The OFII has leapt into action with interest expensing in the mix, releasing a paper that insisted stronger rules could make it harder for companies to invest, even when paired with a reduction in the corporate tax rate that tops 35 percent. New limits on interest deductibility, the paper from Ernst and Young argued, would reduce investment in the U.S. by tens of billions of dollars.
McLernon acknowledged that the rise of inversions has made it harder to make that case. “There’s always a concern that politics gets ahead of the facts, and inversions have ginned up a lot of attention in these areas,” she said.
Others say the deal currently being discussed would be an especially bad agreement for these foreign-based multinationals.

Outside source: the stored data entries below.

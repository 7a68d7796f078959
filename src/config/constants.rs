pub const LOG_DIRECTORY: &str = "LOG_DIRECTORY";
pub const PREFERENCES_FILE: &str = "PREFERENCES_FILE";
pub const REFRESH_INTERVAL_MS: &str = "REFRESH_INTERVAL_MS";
pub const LOG_LEVEL: &str = "LOG_LEVEL";

pub const DEFAULT_REFRESH_INTERVAL_MS: u64 = 1500;
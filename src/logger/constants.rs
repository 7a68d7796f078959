pub const LOGGER_THREAD_NAME: &str = "statusbar-logger";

“If you’re lowering the corporate rate to 25 percent, that’s one thing,” said PricewaterhouseCoopers’s Rohit Kumar, a former McConnell aide. “But if this is part of an effort to raise taxes to pay for highways, the substantive case is quite thin.”
Martin Sullivan, a former Treasury economist, acknowledged that limiting interest deductibility without a cut in tax rates would be a rough deal for foreign companies and noted that Treasury studies have shown that inverted companies are the culprits when it comes to taking advantage of the interest deduction.
But Sullivan added that it was “a pretty mainstream” idea to implement new limits on interest. “It’s very easy to shift profits if you let people issue debt wherever they want,” he said.